- WORK TO BE COMPLETED
No record may be omitted; give all of them again exactly.

- MATERIAL FOR THIS EXERCISE

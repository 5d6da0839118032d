use crate::coord::Coordinate;
use crate::core::constants::{MAX_LEVELS, MIN_LEVELS};
use crate::error::TopoError;
use crate::sample::SamplingGrid;
use crate::view::bbox::BoundingBox;
use serde::{Deserialize, Serialize};

/// Preset centres offered by the map page.
#[derive(Debug, Clone, Copy, PartialEq, Eq)]
pub enum Landmark {
    NullIsland,
    Everest,
    MarianaTrench,
}

impl Landmark {
    pub const ALL: [Landmark; 3] = [Landmark::NullIsland, Landmark::Everest, Landmark::MarianaTrench];

    /// `(lat, lng)` of the landmark in degrees.
    pub fn lat_lng(&self) -> (f64, f64) {
        match self {
            Landmark::NullIsland => (0.0, 0.0),
            Landmark::Everest => (27.988093, 86.924972),
            Landmark::MarianaTrench => (11.346521, 142.197337),
        }
    }

    pub fn name(&self) -> &'static str {
        match self {
            Landmark::NullIsland => "Null Island",
            Landmark::Everest => "Everest",
            Landmark::MarianaTrench => "Mariana Trench",
        }
    }
}

/// Parameters of a single map render.
///
/// Field names follow the page's JSON body (`centerLat`, `grayScale`, ...);
/// missing fields fall back to the page defaults (full globe, zoom 1,
/// quality 1, 100 levels, spectrum colours).
///
/// # Example
///
/// ```
/// use topoview_rs::{Landmark, ViewRequest};
///
/// let full = ViewRequest::full_extent().levels(20);
/// assert!(full.full_extent);
///
/// let everest = ViewRequest::at(Landmark::Everest).zoom(1.0).quality(2);
/// assert!(!everest.full_extent);
/// assert!(everest.validate().is_ok());
/// ```
#[derive(Debug, Clone, PartialEq, Serialize, Deserialize)]
#[serde(rename_all = "camelCase", default)]
pub struct ViewRequest {
    pub center_lat: f64,
    pub center_lng: f64,
    pub zoom: f64,
    pub quality: u32,
    pub levels: u32,
    pub gray_scale: bool,
    pub full_extent: bool,
}

impl Default for ViewRequest {
    fn default() -> Self {
        Self {
            center_lat: 0.0,
            center_lng: 0.0,
            zoom: 1.0,
            quality: 1,
            levels: 100,
            gray_scale: false,
            full_extent: true,
        }
    }
}

impl ViewRequest {
    /// Request covering the whole globe.
    pub fn full_extent() -> Self {
        Self::default()
    }

    /// Region request centred on a `(lng, lat)` coordinate.
    pub fn region(center: &impl Coordinate) -> Self {
        Self {
            center_lat: center.lat(),
            center_lng: center.lng(),
            full_extent: false,
            ..Self::default()
        }
    }

    /// Region request centred on a preset landmark.
    pub fn at(landmark: Landmark) -> Self {
        let (lat, lng) = landmark.lat_lng();
        Self::region(&(lng, lat))
    }

    pub fn zoom(mut self, zoom: f64) -> Self {
        self.zoom = zoom;
        self
    }

    pub fn quality(mut self, quality: u32) -> Self {
        self.quality = quality;
        self
    }

    pub fn levels(mut self, levels: u32) -> Self {
        self.levels = levels;
        self
    }

    pub fn gray_scale(mut self, gray_scale: bool) -> Self {
        self.gray_scale = gray_scale;
        self
    }

    /// Zoom actually used for sampling; full-extent requests always use 1.
    pub fn effective_zoom(&self) -> f64 {
        if self.full_extent { 1.0 } else { self.zoom }
    }

    pub fn bounding_box(&self) -> BoundingBox {
        BoundingBox::for_view(self)
    }

    pub fn validate(&self) -> Result<(), TopoError> {
        if !(MIN_LEVELS..=MAX_LEVELS).contains(&self.levels) {
            return Err(TopoError::InvalidLevels(self.levels));
        }
        if self.quality == 0 {
            return Err(TopoError::InvalidQuality(self.quality));
        }
        let scale = 10f64.powf(self.effective_zoom());
        if !scale.is_finite() || scale == 0.0 {
            return Err(TopoError::InvalidZoom(self.zoom));
        }
        if !self.center_lat.is_finite() || !self.center_lng.is_finite() {
            return Err(TopoError::InvalidCoordinate(format!(
                "({}, {})",
                self.center_lat, self.center_lng
            )));
        }

        // A subnormal 10^zoom pushes the window to infinity
        let bbox = self.bounding_box();
        let corners = [bbox.start_lat, bbox.start_lng, bbox.end_lat, bbox.end_lng];
        if corners.iter().any(|v| !v.is_finite()) {
            return Err(TopoError::InvalidZoom(self.zoom));
        }
        let (lat_iter, lng_iter) = SamplingGrid::for_view(self).iter_sizes();
        if !lat_iter.is_finite() || !lng_iter.is_finite() {
            return Err(TopoError::InvalidCoordinate(format!(
                "({}, {}) overflows at zoom {}",
                self.center_lat, self.center_lng, self.zoom
            )));
        }
        Ok(())
    }
}

#[cfg(test)]
mod tests {
    use super::*;

    #[test]
    fn test_defaults_match_page() {
        let view = ViewRequest::default();
        assert!(view.full_extent);
        assert_eq!(view.zoom, 1.0);
        assert_eq!(view.quality, 1);
        assert_eq!(view.levels, 100);
        assert!(!view.gray_scale);
    }

    #[test]
    fn test_full_extent_ignores_zoom() {
        let view = ViewRequest::full_extent().zoom(3.0);
        assert_eq!(view.effective_zoom(), 1.0);

        let view = ViewRequest::region(&(0.0, 0.0)).zoom(3.0);
        assert_eq!(view.effective_zoom(), 3.0);
    }

    #[test]
    fn test_landmark_request() {
        let view = ViewRequest::at(Landmark::MarianaTrench);
        assert_eq!(view.center_lat, 11.346521);
        assert_eq!(view.center_lng, 142.197337);
        assert!(!view.full_extent);
    }

    #[test]
    fn test_validate_levels() {
        assert_eq!(
            ViewRequest::default().levels(1).validate(),
            Err(TopoError::InvalidLevels(1))
        );
        assert_eq!(
            ViewRequest::default().levels(101).validate(),
            Err(TopoError::InvalidLevels(101))
        );
        assert!(ViewRequest::default().levels(2).validate().is_ok());
        assert!(ViewRequest::default().levels(100).validate().is_ok());
    }

    #[test]
    fn test_validate_quality_and_zoom() {
        assert_eq!(
            ViewRequest::default().quality(0).validate(),
            Err(TopoError::InvalidQuality(0))
        );
        assert!(matches!(
            ViewRequest::region(&(0.0, 0.0)).zoom(f64::INFINITY).validate(),
            Err(TopoError::InvalidZoom(_))
        ));
        assert!(ViewRequest::full_extent().zoom(f64::NAN).validate().is_ok());
        assert!(matches!(
            ViewRequest::region(&(f64::NAN, 0.0)).validate(),
            Err(TopoError::InvalidCoordinate(_))
        ));
    }

    #[test]
    fn test_validate_rejects_unbounded_window() {
        for zoom in [-310.0, -320.0] {
            let view = ViewRequest::region(&(0.0, 0.0)).zoom(zoom);
            assert!(view.bounding_box().start_lat.is_infinite());
            assert_eq!(view.validate(), Err(TopoError::InvalidZoom(zoom)));
        }

        // large but finite windows are still accepted
        assert!(ViewRequest::region(&(0.0, 0.0)).zoom(-300.0).validate().is_ok());

        assert!(matches!(
            ViewRequest::region(&(1e308, 0.0)).zoom(1.0).validate(),
            Err(TopoError::InvalidCoordinate(_))
        ));
    }

    #[test]
    fn test_deserialize_camel_case_with_defaults() -> Result<(), serde_json::Error> {
        let view: ViewRequest =
            serde_json::from_str(r#"{"centerLat": 27.9, "centerLng": 86.9, "fullExtent": false, "grayScale": true}"#)?;

        assert_eq!(view.center_lat, 27.9);
        assert_eq!(view.center_lng, 86.9);
        assert!(!view.full_extent);
        assert!(view.gray_scale);
        assert_eq!(view.levels, 100);
        assert_eq!(view.quality, 1);
        Ok(())
    }
}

- SOLUTION TO THIS TASK
repository 5d6da0839118032d
use crate::coord::Coordinate;
use crate::core::constants::{MAX_LEVELS, MIN_LEVELS};
use crate::error::TopoError;
use crate::sample::SamplingGrid;
use crate::view::bbox::BoundingBox;
use serde::{Deserialize, Serialize};

/// Preset centres offered by the map page.
#[derive(Debug, Clone, Copy, PartialEq, Eq)]
pub enum Landmark {
    NullIsland,
    Everest,
    MarianaTrench,
}

impl Landmark {
    pub const ALL: [Landmark; 3] = [Landmark::NullIsland, Landmark::Everest, Landmark::MarianaTrench];

    /// `(lat, lng)` of the landmark in degrees.
    pub fn lat_lng(&self) -> (f64, f64) {
        match self {
            Landmark::NullIsland => (0.0, 0.0),
            Landmark::Everest => (27.988093, 86.924972),
            Landmark::MarianaTrench => (11.346521, 142.197337),
        }
    }

    pub fn name(&self) -> &'static str {
        match self {
            Landmark::NullIsland => "Null Island",
            Landmark::Everest => "Everest",
            Landmark::MarianaTrench => "Mariana Trench",
        }
    }
}

/// Parameters of a single map render.
///
/// Field names follow the page's JSON body (`centerLat`, `grayScale`, ...);
/// missing fields fall back to the page defaults (full globe, zoom 1,
/// quality 1, 100 levels, spectrum colours).
///
/// # Example
///
/// ```
/// use topoview_rs::{Landmark, ViewRequest};
///
/// let full = ViewRequest::full_extent().levels(20);
/// assert!(full.full_extent);
///
/// let everest = ViewRequest::at(Landmark::Everest).zoom(1.0).quality(2);
/// assert!(!everest.full_extent);
/// assert!(everest.validate().is_ok());
/// ```
#[derive(Debug, Clone, PartialEq, Serialize, Deserialize)]
#[serde(rename_all = "camelCase", default)]
pub struct ViewRequest {
    pub center_lat: f64,
    pub center_lng: f64,
    pub zoom: f64,
    pub quality: u32,
    pub levels: u32,
    pub gray_scale: bool,
    pub full_extent: bool,
}

impl Default for ViewRequest {
    fn default() -> Self {
        Self {
            center_lat: 0.0,
            center_lng: 0.0,
            zoom: 1.0,
            quality: 1,
            levels: 100,
            gray_scale: false,
            full_extent: true,
        }
    }
}

impl ViewRequest {
    /// Request covering the whole globe.
    pub fn full_extent() -> Self {
        Self::default()
    }

    /// Region request centred on a `(lng, lat)` coordinate.
    pub fn region(center: &impl Coordinate) -> Self {
        Self {
            center_lat: center.lat(),
            center_lng: center.lng(),
            full_extent: false,
            ..Self::default()
        }
    }

    /// Region request centred on a preset landmark.
    pub fn at(landmark: Landmark) -> Self {
        let (lat, lng) = landmark.lat_lng();
        Self::region(&(lng, lat))
    }

    pub fn zoom(mut self, zoom: f64) -> Self {
        self.zoom = zoom;
        self
    }

    pub fn quality(mut self, quality: u32) -> Self {
        self.quality = quality;
        self
    }

    pub fn levels(mut self, levels: u32) -> Self {
        self.levels = levels;
        self
    }

    pub fn gray_scale(mut self, gray_scale: bool) -> Self {
        self.gray_scale = gray_scale;
        self
    }

    /// Zoom actually used for sampling; full-extent requests always use 1.
    pub fn effective_zoom(&self) -> f64 {
        if self.full_extent { 1.0 } else { self.zoom }
    }

    pub fn bounding_box(&self) -> BoundingBox {
        BoundingBox::for_view(self)
    }

    pub fn validate(&self) -> Result<(), TopoError> {
        if !(MIN_LEVELS..=MAX_LEVELS).contains(&self.levels) {
            return Err(TopoError::InvalidLevels(self.levels));
        }
        if self.quality == 0 {
            return Err(TopoError::InvalidQuality(self.quality));
        }
        let scale = 10f64.powf(self.effective_zoom());
        if !scale.is_finite() || scale == 0.0 {
            return Err(TopoError::InvalidZoom(self.zoom));
        }
        if !self.center_lat.is_finite() || !self.center_lng.is_finite() {
            return Err(TopoError::InvalidCoordinate(format!(
                "({}, {})",
                self.center_lat, self.center_lng
            )));
        }

        // A subnormal 10^zoom pushes the window to infinity
        let bbox = self.bounding_box();
        let corners = [bbox.start_lat, bbox.start_lng, bbox.end_lat, bbox.end_lng];
        if corners.iter().any(|v| !v.is_finite()) {
            return Err(TopoError::InvalidZoom(self.zoom));
        }
        let (lat_iter, lng_iter) = SamplingGrid::for_view(self).iter_sizes();
        if !lat_iter.is_finite() || !lng_iter.is_finite() {
            return Err(TopoError::InvalidCoordinate(format!(
                "({}, {}) overflows at zoom {}",
                self.center_lat, self.center_lng, self.zoom
            )));
        }
        Ok(())
    }
}

#[cfg(test)]
mod tests {
    use super::*;

    #[test]
    fn test_defaults_match_page() {
        let view = ViewRequest::default();
        assert!(view.full_extent);
        assert_eq!(view.zoom, 1.0);
        assert_eq!(view.quality, 1);
        assert_eq!(view.levels, 100);
        assert!(!view.gray_scale);
    }

    #[test]
    fn test_full_extent_ignores_zoom() {
        let view = ViewRequest::full_extent().zoom(3.0);
        assert_eq!(view.effective_zoom(), 1.0);

        let view = ViewRequest::region(&(0.0, 0.0)).zoom(3.0);
        assert_eq!(view.effective_zoom(), 3.0);
    }

    #[test]
    fn test_landmark_request() {
        let view = ViewRequest::at(Landmark::MarianaTrench);
        assert_eq!(view.center_lat, 11.346521);
        assert_eq!(view.center_lng, 142.197337);
        assert!(!view.full_extent);
    }

    #[test]
    fn test_validate_levels() {
        assert_eq!(
            ViewRequest::default().levels(1).validate(),
            Err(TopoError::InvalidLevels(1))
        );
        assert_eq!(
            ViewRequest::default().levels(101).validate(),
            Err(TopoError::InvalidLevels(101))
        );
        assert!(ViewRequest::default().levels(2).validate().is_ok());
        assert!(ViewRequest::default().levels(100).validate().is_ok());
    }

    #[test]
    fn test_validate_quality_and_zoom() {
        assert_eq!(
            ViewRequest::default().quality(0).validate(),
            Err(TopoError::InvalidQuality(0))
        );
        assert!(matches!(
            ViewRequest::region(&(0.0, 0.0)).zoom(f64::INFINITY).validate(),
            Err(TopoError::InvalidZoom(_))
        ));
        assert!(ViewRequest::full_extent().zoom(f64::NAN).validate().is_ok());
        assert!(matches!(
            ViewRequest::region(&(f64::NAN, 0.0)).validate(),
            Err(TopoError::InvalidCoordinate(_))
        ));
    }

    #[test]
    fn test_validate_rejects_unbounded_window() {
        for zoom in [-310.0, -320.0] {
            let view = ViewRequest::region(&(0.0, 0.0)).zoom(zoom);
            assert!(view.bounding_box().start_lat.is_infinite());
            assert_eq!(view.validate(), Err(TopoError::InvalidZoom(zoom)));
        }

        // large but finite windows are still accepted
        assert!(ViewRequest::region(&(0.0, 0.0)).zoom(-300.0).validate().is_ok());

        assert!(matches!(
            ViewRequest::region(&(1e308, 0.0)).zoom(1.0).validate(),
            Err(TopoError::InvalidCoordinate(_))
        ));
    }

    #[test]
    fn test_deserialize_camel_case_with_defaults() -> Result<(), serde_json::Error> {
        let view: ViewRequest =
            serde_json::from_str(r#"{"centerLat": 27.9, "centerLng": 86.9, "fullExtent": false, "grayScale": true}"#)?;

        assert_eq!(view.center_lat, 27.9);
        assert_eq!(view.center_lng, 86.9);
        assert!(!view.full_extent);
        assert!(view.gray_scale);
        assert_eq!(view.levels, 100);
        assert_eq!(view.quality, 1);
        Ok(())
    }
}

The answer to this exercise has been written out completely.